For the entries below, the expected answer is the line with "var args = Array.prototype.slice.call(arguments, 1);", the line with "args.push(function (err, value)", and every line between them, exactly as written, and nothing more.

Dataset items:

--

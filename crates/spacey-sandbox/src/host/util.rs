// This Source Code Form is subject to the terms of the Mozilla Public
// License, v. 2.0. If a copy of the MPL was not distributed with this
// file, You can obtain one at https://mozilla.org/MPL/2.0/.
//
// Copyright (c) 2025 Pegasus Heavy Industries, LLC

//! `util` and `util/types`

use boa_engine::{Context, JsResult, JsValue, js_string};

use super::js_module;

const UTIL: &str = r#"(function () {
  var toString = Object.prototype.toString;

  function tag(value) {
    return toString.call(value).slice(8, -1);
  }

  var types = {
    isDate: function (v) { return tag(v) === 'Date'; },
    isRegExp: function (v) { return tag(v) === 'RegExp'; },
    isMap: function (v) { return tag(v) === 'Map'; },
    isSet: function (v) { return tag(v) === 'Set'; },
    isPromise: function (v) { return tag(v) === 'Promise'; },
    isNativeError: function (v) { return v instanceof Error; },
    isTypedArray: function (v) { return ArrayBuffer.isView(v) && !(v instanceof DataView); },
    isUint8Array: function (v) { return tag(v) === 'Uint8Array'; },
    isArrayBuffer: function (v) { return tag(v) === 'ArrayBuffer'; },
    isAsyncFunction: function (v) { return tag(v) === 'AsyncFunction'; },
    isGeneratorFunction: function (v) { return tag(v) === 'GeneratorFunction'; }
  };

  function inspect(value, depth, seen) {
    depth = depth === undefined ? 2 : depth;
    seen = seen || [];
    switch (typeof value) {
      case 'string': return seen.length ? "'" + value + "'" : value;
      case 'function': return '[Function: ' + (value.name || '(anonymous)') + ']';
      case 'symbol': return value.toString();
      case 'bigint': return value + 'n';
      case 'undefined': return 'undefined';
      case 'object': break;
      default: return String(value);
    }
    if (value === null) return 'null';
    if (seen.indexOf(value) !== -1) return '[Circular]';
    if (value instanceof Error) return value.stack || String(value);
    if (types.isDate(value)) return value.toISOString();
    if (types.isRegExp(value)) return String(value);
    if (depth < 0) return Array.isArray(value) ? '[Array]' : '[Object]';
    var next = seen.concat([value]);
    if (Array.isArray(value)) {
      if (value.length === 0) return '[]';
      return '[ ' + value.map(function (item) {
        return inspect(item, depth - 1, next);
      }).join(', ') + ' ]';
    }
    var keys = Object.keys(value);
    if (keys.length === 0) return '{}';
    return '{ ' + keys.map(function (key) {
      return key + ': ' + inspect(value[key], depth - 1, next);
    }).join(', ') + ' }';
  }

  function format(f) {
    var args = Array.prototype.slice.call(arguments, 1);
    if (typeof f !== 'string') {
      return [f].concat(args).map(function (a) { return inspect(a); }).join(' ');
    }
    var i = 0;
    var out = f.replace(/%[sdifjoO%]/g, function (token) {
      if (token === '%%') return '%';
      if (i >= args.length) return token;
      var arg = args[i++];
      switch (token) {
        case '%s': return typeof arg === 'string' ? arg : inspect(arg);
        case '%d': return String(Number(arg));
        case '%i': return String(parseInt(arg, 10));
        case '%f': return String(parseFloat(arg));
        case '%j':
          try { return JSON.stringify(arg); } catch (e) { return '[Circular]'; }
        default: return inspect(arg);
      }
    });
    for (; i < args.length; i++) {
      out += ' ' + (typeof args[i] === 'string' ? args[i] : inspect(args[i]));
    }
    return out;
  }

  function isDeepStrictEqual(a, b) {
    if (Object.is(a, b)) return true;
    if (typeof a !== 'object' || typeof b !== 'object' || a === null || b === null) return false;
    if (Object.getPrototypeOf(a) !== Object.getPrototypeOf(b)) return false;
    if (types.isDate(a)) return a.getTime() === b.getTime();
    var keysA = Object.keys(a);
    var keysB = Object.keys(b);
    if (keysA.length !== keysB.length) return false;
    return keysA.every(function (key) {
      return Object.prototype.hasOwnProperty.call(b, key) && isDeepStrictEqual(a[key], b[key]);
    });
  }

  function promisify(original) {
    if (typeof original !== 'function') {
      throw new TypeError('The "original" argument must be of type function');
    }
    return function () {
      var self = this;
      var args = Array.prototype.slice.call(arguments);
      return new Promise(function (resolve, reject) {
        args.push(function (err, value) {
          if (err) reject(err); else resolve(value);
        });
        original.apply(self, args);
      });
    };
  }

  function callbackify(original) {
    return function () {
      var args = Array.prototype.slice.call(arguments);
      var callback = args.pop();
      original.apply(this, args).then(function (value) {
        callback(null, value);
      }, function (err) {
        callback(err);
      });
    };
  }

  function inherits(ctor, superCtor) {
    Object.defineProperty(ctor, 'super_', { value: superCtor, writable: true, configurable: true });
    Object.setPrototypeOf(ctor.prototype, superCtor.prototype);
  }

  function deprecate(fn, message) {
    var warned = false;
    return function () {
      if (!warned) {
        warned = true;
        console.warn('DeprecationWarning: ' + message);
      }
      return fn.apply(this, arguments);
    };
  }

  return {
    format: format,
    inspect: function (value, options) {
      var depth = options && typeof options === 'object' ? options.depth : undefined;
      return inspect(value, depth === null ? Infinity : depth);
    },
    isDeepStrictEqual: isDeepStrictEqual,
    promisify: promisify,
    callbackify: callbackify,
    inherits: inherits,
    deprecate: deprecate,
    isArray: Array.isArray,
    types: types
  };
})"#;

/// `util`
pub fn util_module(context: &mut Context) -> JsResult<JsValue> {
    js_module(UTIL, &[], context)
}

/// `util/types`, the same object as `util.types`
pub fn util_types_module(context: &mut Context) -> JsResult<JsValue> {
    util_module(context)?
        .to_object(context)?
        .get(js_string!("types"), context)
}
// This Source Code Form is subject to the terms of the Mozilla Public
// License, v. 2.0. If a copy of the MPL was not distributed with this
// file, You can obtain one at https://mozilla.org/MPL/2.0/.
//
// Copyright (c) 2025 Pegasus Heavy Industries, LLC

//! Virtual file system interface
//!
//! Resolution and sandboxed execution only ever reach files through
//! [`FileSystem`]. [`OsFs`] forwards to the real disk, [`MemoryFs`] keeps a
//! hermetic in-memory tree for tests.

use async_trait::async_trait;
use parking_lot::RwLock;
use std::collections::BTreeMap;
use std::fmt;
use std::io;
use std::path::{Path, PathBuf};
use std::sync::atomic::{AtomicUsize, Ordering};

use crate::path::normalize_path;

/// Kind of a file system entry
#[derive(Debug, Clone, Copy, PartialEq, Eq)]
pub enum FileKind {
    /// Regular file
    File,
    /// Directory
    Directory,
}

/// Result of a `stat` call
#[derive(Debug, Clone, Copy, PartialEq, Eq)]
pub struct FileStat {
    /// Entry kind
    pub kind: FileKind,
    /// Size in bytes (0 for directories)
    pub size: u64,
}

impl FileStat {
    /// Whether the entry is a regular file
    pub fn is_file(&self) -> bool {
        self.kind == FileKind::File
    }

    /// Whether the entry is a directory
    pub fn is_dir(&self) -> bool {
        self.kind == FileKind::Directory
    }
}

/// File system seen by the resolver and the sandbox
#[async_trait]
pub trait FileSystem: fmt::Debug + Send + Sync {
    /// Read a whole file
    async fn read_file(&self, path: &Path) -> io::Result<Vec<u8>>;

    /// Read a whole file, blocking
    fn read_file_sync(&self, path: &Path) -> io::Result<Vec<u8>>;

    /// Stat an entry, blocking
    fn stat_sync(&self, path: &Path) -> io::Result<FileStat>;

    /// Stat an entry
    async fn stat(&self, path: &Path) -> io::Result<FileStat> {
        self.stat_sync(path)
    }

    /// Whether `path` names an existing regular file
    fn is_file(&self, path: &Path) -> bool {
        self.stat_sync(path).map(|s| s.is_file()).unwrap_or(false)
    }

    /// Whether `path` names an existing directory
    fn is_dir(&self, path: &Path) -> bool {
        self.stat_sync(path).map(|s| s.is_dir()).unwrap_or(false)
    }

    /// Read a UTF-8 file, blocking
    fn read_to_string_sync(&self, path: &Path) -> io::Result<String> {
        let bytes = self.read_file_sync(path)?;
        String::from_utf8(bytes).map_err(|e| io::Error::new(io::ErrorKind::InvalidData, e))
    }
}

/// The real disk
#[derive(Debug, Default, Clone, Copy)]
pub struct OsFs;

#[async_trait]
impl FileSystem for OsFs {
    async fn read_file(&self, path: &Path) -> io::Result<Vec<u8>> {
        tokio::fs::read(path).await
    }

    fn read_file_sync(&self, path: &Path) -> io::Result<Vec<u8>> {
        std::fs::read(path)
    }

    fn stat_sync(&self, path: &Path) -> io::Result<FileStat> {
        let meta = std::fs::metadata(path)?;
        Ok(FileStat {
            kind: if meta.is_dir() {
                FileKind::Directory
            } else {
                FileKind::File
            },
            size: if meta.is_dir() { 0 } else { meta.len() },
        })
    }

    async fn stat(&self, path: &Path) -> io::Result<FileStat> {
        let meta = tokio::fs::metadata(path).await?;
        Ok(FileStat {
            kind: if meta.is_dir() {
                FileKind::Directory
            } else {
                FileKind::File
            },
            size: if meta.is_dir() { 0 } else { meta.len() },
        })
    }
}

/// In-memory file tree
///
/// Directories exist implicitly as ancestors of stored files. Every read and
/// stat bumps an access counter so tests can assert that a code path never
/// touched the file system.
#[derive(Default)]
pub struct MemoryFs {
    files: RwLock<BTreeMap<PathBuf, Vec<u8>>>,
    accesses: AtomicUsize,
}

impl MemoryFs {
    /// Create an empty tree
    pub fn new() -> Self {
        Self::default()
    }

    /// Builder-style [`MemoryFs::write_file`]
    pub fn with_file(self, path: impl AsRef<Path>, contents: impl Into<Vec<u8>>) -> Self {
        self.write_file(path, contents);
        self
    }

    /// Store a file, replacing any previous contents
    pub fn write_file(&self, path: impl AsRef<Path>, contents: impl Into<Vec<u8>>) {
        self.files
            .write()
            .insert(normalize_path(path.as_ref()), contents.into());
    }

    /// Remove a file
    pub fn remove_file(&self, path: impl AsRef<Path>) -> Option<Vec<u8>> {
        self.files.write().remove(&normalize_path(path.as_ref()))
    }

    /// Number of reads and stats served so far
    pub fn accesses(&self) -> usize {
        self.accesses.load(Ordering::Relaxed)
    }

    fn not_found(path: &Path) -> io::Error {
        io::Error::new(
            io::ErrorKind::NotFound,
            format!("ENOENT: no such file or directory, '{}'", path.display()),
        )
    }
}

impl fmt::Debug for MemoryFs {
    fn fmt(&self, f: &mut fmt::Formatter<'_>) -> fmt::Result {
        f.debug_struct("MemoryFs")
            .field("files", &self.files.read().keys().collect::<Vec<_>>())
            .finish()
    }
}

#[async_trait]
impl FileSystem for MemoryFs {
    async fn read_file(&self, path: &Path) -> io::Result<Vec<u8>> {
        self.read_file_sync(path)
    }

    fn read_file_sync(&self, path: &Path) -> io::Result<Vec<u8>> {
        self.accesses.fetch_add(1, Ordering::Relaxed);
        let path = normalize_path(path);
        let files = self.files.read();
        match files.get(&path) {
            Some(contents) => Ok(contents.clone()),
            None if files.keys().any(|f| f.starts_with(&path)) => Err(io::Error::new(
                io::ErrorKind::Other,
                format!("EISDIR: illegal operation on a directory, '{}'", path.display()),
            )),
            None => Err(Self::not_found(&path)),
        }
    }

    fn stat_sync(&self, path: &Path) -> io::Result<FileStat> {
        self.accesses.fetch_add(1, Ordering::Relaxed);
        let path = normalize_path(path);
        let files = self.files.read();
        if let Some(contents) = files.get(&path) {
            return Ok(FileStat {
                kind: FileKind::File,
                size: contents.len() as u64,
            });
        }
        if files.keys().any(|f| f.starts_with(&path)) {
            return Ok(FileStat {
                kind: FileKind::Directory,
                size: 0,
            });
        }
        Err(Self::not_found(&path))
    }
}

#[cfg(test)]
mod tests {
    use super::*;
    use tempfile::tempdir;

    #[test]
    fn test_memory_fs_implicit_directories() {
        let fs = MemoryFs::new().with_file("/app/src/index.js", "1");

        assert!(fs.is_file(Path::new("/app/src/index.js")));
        assert!(fs.is_dir(Path::new("/app/src")));
        assert!(fs.is_dir(Path::new("/app")));
        assert!(!fs.is_file(Path::new("/app/src")));
        assert!(!fs.is_dir(Path::new("/app/sr")));
        assert_eq!(fs.accesses(), 5);
    }

    #[test]
    fn test_memory_fs_read_errors() {
        let fs = MemoryFs::new().with_file("/app/index.js", "x");

        let missing = fs.read_file_sync(Path::new("/app/missing.js")).unwrap_err();
        assert_eq!(missing.kind(), io::ErrorKind::NotFound);
        assert!(fs.read_file_sync(Path::new("/app")).is_err());
        assert_eq!(
            fs.read_to_string_sync(Path::new("/app/./index.js")).unwrap(),
            "x"
        );
    }

    #[tokio::test]
    async fn test_os_fs() {
        let dir = tempdir().unwrap();
        let file = dir.path().join("bundle.js");
        std::fs::write(&file, b"module.exports = 1;").unwrap();

        let fs = OsFs;
        assert!(fs.is_file(&file));
        assert!(fs.is_dir(dir.path()));
        assert_eq!(fs.read_file(&file).await.unwrap(), b"module.exports = 1;");
        assert!(fs.stat(&file).await.unwrap().is_file());
        assert!(fs.stat(&dir.path().join("nope")).await.is_err());
    }
}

--

YOUR SOLUTION ->
    var args = Array.prototype.slice.call(arguments, 1);
    if (typeof f !== 'string') {
      return [f].concat(args).map(function (a) { return inspect(a); }).join(' ');
    }
    var i = 0;
    var out = f.replace(/%[sdifjoO%]/g, function (token) {
      if (token === '%%') return '%';
      if (i >= args.length) return token;
      var arg = args[i++];
      switch (token) {
        case '%s': return typeof arg === 'string' ? arg : inspect(arg);
        case '%d': return String(Number(arg));
        case '%i': return String(parseInt(arg, 10));
        case '%f': return String(parseFloat(arg));
        case '%j':
          try { return JSON.stringify(arg); } catch (e) { return '[Circular]'; }
        default: return inspect(arg);
      }
    });
    for (; i < args.length; i++) {
      out += ' ' + (typeof args[i] === 'string' ? args[i] : inspect(args[i]));
    }
    return out;
  }

  function isDeepStrictEqual(a, b) {
    if (Object.is(a, b)) return true;
    if (typeof a !== 'object' || typeof b !== 'object' || a === null || b === null) return false;
    if (Object.getPrototypeOf(a) !== Object.getPrototypeOf(b)) return false;
    if (types.isDate(a)) return a.getTime() === b.getTime();
    var keysA = Object.keys(a);
    var keysB = Object.keys(b);
    if (keysA.length !== keysB.length) return false;
    return keysA.every(function (key) {
      return Object.prototype.hasOwnProperty.call(b, key) && isDeepStrictEqual(a[key], b[key]);
    });
  }

  function promisify(original) {
    if (typeof original !== 'function') {
      throw new TypeError('The "original" argument must be of type function');
    }
    return function () {
      var self = this;
      var args = Array.prototype.slice.call(arguments);
      return new Promise(function (resolve, reject) {
        args.push(function (err, value) {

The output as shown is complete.